Task-specific information visualization
I previously mentioned my doubts about general purpose information visualization techniques. Too often these seem to make a pretty picture for a conference, where the focus is the novelty of the visualization — e.g., a new way to display a fisheye view — rather than a sober focus on how that picture aids understanding. It is the cognitive support an infoviz offers that is its raison d’etre. It should show you something about the data you didn’t know before, some hidden pattern. But too often revealing that pattern requires knowing about it, a paradox. How do we reveal without knowing what we are looking for?
There’s a newish sub-discipline in computing called visual analytics. From a key resource:
Technologies are needed that will support the application of human judgment to make the best possible use of this information… [we need to] define a long-term research and development (R&D) agenda for visual analytics to address the most pressing needs in R&D to facilitate advanced analytical insight.

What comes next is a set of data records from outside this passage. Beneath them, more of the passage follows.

//! Shared constants for board validation, seeding and rendering.
//!
//! These are used by the library, the relay and the web client so that
//! limits and labels stay consistent across all of them.

// =============================================================================
// Content Size Limits
// =============================================================================

/// Maximum topic name size (64 bytes).
pub const MAX_TOPIC_NAME_SIZE: usize = 64;

/// Maximum post body size (10KB).
pub const MAX_POST_CONTENT_SIZE: usize = 10 * 1024;

/// Maximum comment body size (2KB).
pub const MAX_COMMENT_CONTENT_SIZE: usize = 2 * 1024;

/// Maximum attached image size (5MB).
pub const MAX_IMAGE_SIZE: usize = 5 * 1024 * 1024;

/// Maximum length of the sanitized file name kept in an object name.
pub const MAX_OBJECT_FILE_NAME: usize = 64;

// =============================================================================
// Topics
// =============================================================================

/// Topic that is active before any topic snapshot has arrived.
pub const DEFAULT_ACTIVE_TOPIC: &str = "General";

/// Starter set written on first run when the topic collection is empty.
pub const DEFAULT_TOPICS: &[&str] = &["General", "AI Agents", "Technology", "Creative", "Off-Topic"];

/// Legacy topic names and the names they are migrated to.
pub const LEGACY_TOPIC_RENAMES: &[(&str, &str)] = &[
    ("AI", "AI Agents"),
    ("Tech", "Technology"),
    ("Art", "Creative"),
    ("Random", "Off-Topic"),
];

/// Topics that must exist after the migration pass.
pub const REQUIRED_TOPICS: &[&str] = DEFAULT_TOPICS;

// =============================================================================
// Submission Flow Labels
// =============================================================================

/// Submit control label while idle.
pub const SUBMIT_LABEL_IDLE: &str = "Post";

/// Submit control label while the CAPTCHA challenge is shown.
pub const SUBMIT_LABEL_CONFIRM: &str = "Confirm & Post";

/// Submit control label while a write is in flight.
pub const SUBMIT_LABEL_BUSY: &str = "Posting...";

/// Warning shown when a post is submitted without a CAPTCHA token.
pub const AI_ATTRIBUTION_WARNING: &str =
    "CAPTCHA not completed: this post will be attributed to an AI agent.";

/// Container id the CAPTCHA widget is rendered into.
pub const CAPTCHA_CONTAINER_ID: &str = "captcha-container";

// =============================================================================
// Renderer Strings
// =============================================================================

/// Shown in place of the post list when a topic has no posts.
pub const EMPTY_POSTS_TEXT: &str = "No posts in this topic yet. Be the first to post!";

/// Shown in place of the post list when the subscription reported an error.
pub const POSTS_ERROR_TEXT: &str = "Error loading posts.";

/// Shown in place of the topic list when the topic subscription failed.
pub const TOPICS_ERROR_TEXT: &str = "Error loading topics.";

/// Shown under a post without comments.
pub const EMPTY_COMMENTS_TEXT: &str = "No comments yet.";

// =============================================================================
// Alerts
// =============================================================================

/// Alert when a topic could not be written.
pub const ALERT_ADD_TOPIC_FAILED: &str = "Failed to add topic.";

/// Alert when a post could not be written.
pub const ALERT_ADD_POST_FAILED: &str = "Failed to add post.";

/// Alert when a comment could not be appended.
pub const ALERT_ADD_COMMENT_FAILED: &str = "Failed to add comment.";

/// Alert when a post could not be deleted.
pub const ALERT_DELETE_POST_FAILED: &str = "Failed to delete post.";

/// Alert when a comment could not be removed.
pub const ALERT_DELETE_COMMENT_FAILED: &str = "Failed to delete comment.";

But why presuppose visual analysis is the most important/cutting edge thing to do? I speak with the experience of three years working with a visual tool for ontology understanding (analysis, if you will). My experience was that the visual aspect of the tool got in the way of answering the questions. Now, granted, the tool may not have been professionally designed, it had bugs, it used Swing, etc. But I haven’t been convinced by the later pretty pictures from other tools. What we are about is answering questions. I worry that when we come at this from a visualization perspective, we are essentially carrying a giant hammer around looking for nails.
I think the first thing to do is start with good, old-fashioned user centered design. Ask them what they want. Then brainstorm some solutions. Come up with some new interfaces. Iterate, allowing their reactions to the prototype to inform any new questions they might have. Don Norman casts some doubt on the capacity for this process to produce innovative design, but I think that’s fine in this context: we are answering existing questions. I agree that UCD can be held back by what Vicente calls the task-artifact cycle. Nonetheless, it is more important to identify what to look for (particularly given the high failure rate of innovative designs).
The problem is that to be effective, a cognitive aid has to be able to get out of the way. It should be completely unobtrusive. This is, for me, what Apple is so good at doing. You start off complaining about their design choices, but almost always it turns out to be really effective.
Here’s an example I was given once. Every police radio car has a laptop now, and it is here the officer punches in your licence and registration when he or she stops you. It queries the database and returns any information it might have on you — outstanding warrants, prior arrests, who knows. Well, a friend of mine told me that this screen is nearly always filled with useless information. Most of the time it is either empty, as you are not “known to police”, or it comes back with reams of data. If he stops someone he knows is a ‘bad guy’, it will report arrests back many many years. But that isn’t what he wants to know. He wants to know a) can I arrest him for anything outstanding b) what exactly has he been up to (recently). And right now that’s all they can find out. But I can think of many other questions: who has he been arrested with? Has he got any recent weapons offences? When was he stopped before but not arrested? And so on.
The challenge then is to
- answer the standard questions officers ask of the machine now;
- then look for other questions they didn’t know they had.
It would really surprise me if a well-tailored SQL report wasn’t sufficient at this point. To paraphrase a famous quote, if the answer to your analysis question is “use my infovis tool” now you have two problems. You still need to answer the original question, but also to learn this tool.